A single, shared seL4 image only makes sense in a domain where the
cache-line migration cost remains small compared to the syscall cost. Beyond
that, you want separate kernel images, i.e. a multikernel.
But this doesn’t limit what you can do on top. If you want to run a single
Unix system across the whole thing, this can make sense (Unix syscalls are
OmM more expensive than seL4 syscalls, so the trade-offs are quite
different). And you can do this across a set of seL4 clusters, they
basically present you with a NUMA system. Which makes sense, as the hardware
will be NUMA as well.
My plan is to implement Unix-like read()/write()-family APIs as close
to the microkernel as possible, with both being implemented within the
low-level system library as a single kernel call in the client to send
and a single kernel call in the server to reply whenever possible; the
message payload would be either stuffed into the available registers
(registers will be reserved for type, offset, and length) if it is
short enough or placed in a shared buffer if it is longer. As I said
before there will be variants of read and write that will expose the
message registers or shared buffer in a more direct fashion but these
will interoperate with each other and the traditional API; since the
seL4 API won't be exported to normal user code at all, the Unix-like
transport layer will have to be as efficient as possible. All other
Unix calls besides read()/write()/seek()-family APIs will be
implemented either in servers or purely in libraries.
Is there anything that would prevent a Unix-like transport layer on
seL4 from using a single kernel call to send and a single kernel call
to reply?
This clustered multikernel story is described in a paper that’s now a few
years old:
https://ts.data61.csiro.au/publications/nictaabstracts/Peters_DEH_15.abstra…
Unfortunately, we never got around to build the middleware supporting this
(as people are throwing money at us to do other cool things), so you’re on
your own there for now. But there’s nothing inherent in seL4 that stops
you.
Is the kernel-side clustering code in mainline seL4?

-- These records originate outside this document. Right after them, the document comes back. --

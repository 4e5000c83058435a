//! Pair-setup engine: the accessory side of SRP-based controller
//! enrollment, states M1 through M6 (§4.6).

use thiserror::Error;

use crate::crypto::{derive_key_32, ChaCha20Poly1305Cipher, CryptoError, Ed25519KeyPair, Ed25519PublicKey, Ed25519Signature, Nonce, SrpServer, SrpSession};
use crate::pairing::store::{PairingStore, StorageError, StoreBackend, PERMISSION_ADMIN};
use crate::tlv::{errors, TlvEncoder, TlvError, TlvReader, TlvType};

#[derive(Debug, Error)]
pub enum PairSetupError {
    #[error(transparent)]
    Tlv(#[from] TlvError),

    #[error(transparent)]
    Crypto(#[from] CryptoError),

    #[error(transparent)]
    Storage(#[from] StorageError),

    /// Carries the TLV `Error` code that must be sent back to the
    /// controller instead of advancing the state machine.
    #[error("pair-setup failed with TLV error {0}")]
    Protocol(u8),
}

impl PairSetupError {
    /// Map any failure down to the single TLV error byte the wire protocol
    /// actually carries.
    #[must_use]
    pub fn tlv_code(&self) -> u8 {
        match self {
            Self::Protocol(code) => *code,
            Self::Crypto(_) => errors::AUTHENTICATION,
            Self::Tlv(_) => errors::UNKNOWN,
            Self::Storage(StorageError::MaxPeers) => errors::MAX_PEERS,
            Self::Storage(_) => errors::UNKNOWN,
        }
    }
}

enum EngineState {
    AwaitingM1,
    AwaitingM3(SrpServer),
    AwaitingM5(SrpSession),
    Done,
}

/// One pair-setup attempt. Lives for the duration of a single session;
/// discarded (and the session's "pairing" flag cleared) on any failure so
/// a retry can start over from M1.
pub struct PairSetupEngine {
    state: EngineState,
}

impl Default for PairSetupEngine {
    fn default() -> Self {
        Self::new()
    }
}

impl PairSetupEngine {
    #[must_use]
    pub fn new() -> Self {
        Self { state: EngineState::AwaitingM1 }
    }

    #[must_use]
    pub fn is_idle(&self) -> bool {
        matches!(self.state, EngineState::AwaitingM1)
    }

    /// Process one incoming TLV message and produce the TLV reply, driving
    /// `store` and `password` as needed. `already_pairing` reports whether
    /// some *other* session is mid pair-setup (§4.6 busy/unavailable rule).
    pub fn handle<B: StoreBackend>(
        &mut self,
        body: &[u8],
        store: &mut PairingStore<B>,
        password: &[u8],
        already_pairing: bool,
    ) -> Result<Vec<u8>, PairSetupError> {
        let tlv = TlvReader::decode(body)?;
        let state = tlv.get_state()?;

        let result = match (&self.state, state) {
            (EngineState::AwaitingM1, 1) => self.handle_m1(store, password, already_pairing),
            (EngineState::AwaitingM3(_), 3) => self.handle_m3(&tlv),
            (EngineState::AwaitingM5(_), 5) => self.handle_m5(&tlv, store),
            _ => Err(PairSetupError::Protocol(errors::UNKNOWN)),
        };

        if result.is_err() {
            self.state = EngineState::AwaitingM1;
        }
        result
    }

    fn handle_m1<B: StoreBackend>(&mut self, store: &mut PairingStore<B>, password: &[u8], already_pairing: bool) -> Result<Vec<u8>, PairSetupError> {
        if store.is_paired() {
            return Err(PairSetupError::Protocol(errors::UNAVAILABLE));
        }
        if already_pairing {
            return Err(PairSetupError::Protocol(errors::BUSY));
        }

        let srp = SrpServer::new(password)?;
        let reply = TlvEncoder::new()
            .add_state(2)
            .add(TlvType::PublicKey, srp.public_key())
            .add(TlvType::Salt, srp.salt())
            .build();

        self.state = EngineState::AwaitingM3(srp);
        Ok(reply)
    }

    fn handle_m3(&mut self, tlv: &TlvReader) -> Result<Vec<u8>, PairSetupError> {
        let EngineState::AwaitingM3(srp) = std::mem::replace(&mut self.state, EngineState::AwaitingM1) else {
            unreachable!("guarded by the match in handle()");
        };

        let client_public = tlv.get_required(TlvType::PublicKey)?;
        let client_proof = tlv.get_required(TlvType::Proof)?;

        let session = srp
            .verify_client_proof(client_public, client_proof)
            .map_err(|_| PairSetupError::Protocol(errors::AUTHENTICATION))?;

        let reply = TlvEncoder::new().add_state(4).add(TlvType::Proof, session.server_proof()).build();

        self.state = EngineState::AwaitingM5(session);
        Ok(reply)
    }

    fn handle_m5<B: StoreBackend>(&mut self, tlv: &TlvReader, store: &mut PairingStore<B>) -> Result<Vec<u8>, PairSetupError> {
        let EngineState::AwaitingM5(session) = std::mem::replace(&mut self.state, EngineState::AwaitingM1) else {
            unreachable!("guarded by the match in handle()");
        };

        let shared_key = session.shared_key();
        let encrypted = tlv.get_required(TlvType::EncryptedData)?;

        let encrypt_key = derive_key_32(shared_key, "Pair-Setup-Encrypt-Salt", "Pair-Setup-Encrypt-Info\u{1}")?;
        let cipher = ChaCha20Poly1305Cipher::new(&encrypt_key)?;
        let plaintext = cipher
            .decrypt(&Nonce::from_label(b"PS-Msg05"), encrypted)
            .map_err(|_| PairSetupError::Protocol(errors::AUTHENTICATION))?;

        let device_tlv = TlvReader::decode(&plaintext)?;
        let device_id = device_tlv.get_required(TlvType::Identifier)?;
        let device_ltpk_bytes = device_tlv.get_required(TlvType::PublicKey)?;
        let device_signature_bytes = device_tlv.get_required(TlvType::Signature)?;

        let device_x = derive_key_32(shared_key, "Pair-Setup-Controller-Sign-Salt", "Pair-Setup-Controller-Sign-Info\u{1}")?;
        let mut signed_data = Vec::with_capacity(32 + device_id.len() + device_ltpk_bytes.len());
        signed_data.extend_from_slice(&device_x);
        signed_data.extend_from_slice(device_id);
        signed_data.extend_from_slice(device_ltpk_bytes);

        let device_ltpk = Ed25519PublicKey::from_bytes(device_ltpk_bytes).map_err(|_| PairSetupError::Protocol(errors::AUTHENTICATION))?;
        let signature = Ed25519Signature::from_bytes(device_signature_bytes).map_err(|_| PairSetupError::Protocol(errors::AUTHENTICATION))?;
        device_ltpk
            .verify(&signed_data, &signature)
            .map_err(|_| PairSetupError::Protocol(errors::AUTHENTICATION))?;

        let device_id_str = String::from_utf8_lossy(device_id).into_owned();
        let mut ltpk_array = [0u8; 32];
        ltpk_array.copy_from_slice(device_ltpk_bytes);
        store.add(&device_id_str, ltpk_array, PERMISSION_ADMIN)?;

        let accessory_id = store.accessory_id()?;
        let accessory_keypair = store.accessory_keypair()?;

        let accessory_x = derive_key_32(shared_key, "Pair-Setup-Accessory-Sign-Salt", "Pair-Setup-Accessory-Sign-Info\u{1}")?;
        let mut accessory_signed = Vec::with_capacity(32 + accessory_id.len() + 32);
        accessory_signed.extend_from_slice(&accessory_x);
        accessory_signed.extend_from_slice(accessory_id.as_bytes());
        accessory_signed.extend_from_slice(accessory_keypair.public_key().as_bytes());
        let accessory_signature = accessory_keypair.sign(&accessory_signed);

        let reply_tlv = TlvEncoder::new()
            .add(TlvType::Identifier, accessory_id.as_bytes())
            .add(TlvType::PublicKey, accessory_keypair.public_key().as_bytes())
            .add(TlvType::Signature, &accessory_signature.to_bytes())
            .build();

        let reply_cipher = ChaCha20Poly1305Cipher::new(&encrypt_key)?;
        let reply_encrypted = reply_cipher.encrypt(&Nonce::from_label(b"PS-Msg06"), &reply_tlv)?;

        let reply = TlvEncoder::new().add_state(6).add(TlvType::EncryptedData, &reply_encrypted).build();

        self.state = EngineState::Done;
        Ok(reply)
    }
}

/// Builds an error reply TLV: `State=<next expected>, Error=<code>`.
#[must_use]
pub fn error_reply(state: u8, code: u8) -> Vec<u8> {
    TlvEncoder::new().add_state(state).add_u8(TlvType::Error, code).build()
}
//! The accessory object tree (§3): Accessory -> Services -> Characteristics,
//! plus the dynamic-typed value model backing every characteristic.

mod accessory;
mod characteristic;
mod information;
mod service;
pub mod uuid;
mod value;

pub use accessory::{Accessory, ROOT_AID};
pub use characteristic::{Characteristic, Format, NumericConstraints, Permissions, ReadHook, WriteHook};
pub use information::{build as build_information_service, AccessoryIdentity};
pub use service::Service;
pub use value::{CharacteristicValue, ValueError};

As I said, I don’t think there is a scalability issue. And forking is
generally a bad idea, in the case of seL4 it’s an especially bad one, as
you’ll lose its biggest asset, the verification story (or have to do it
yourself).
I don't plan to fork seL4 unless there is some major difference that
would either significantly limit scalability or cause significant
overhead for a Unix-like IPC transport layer.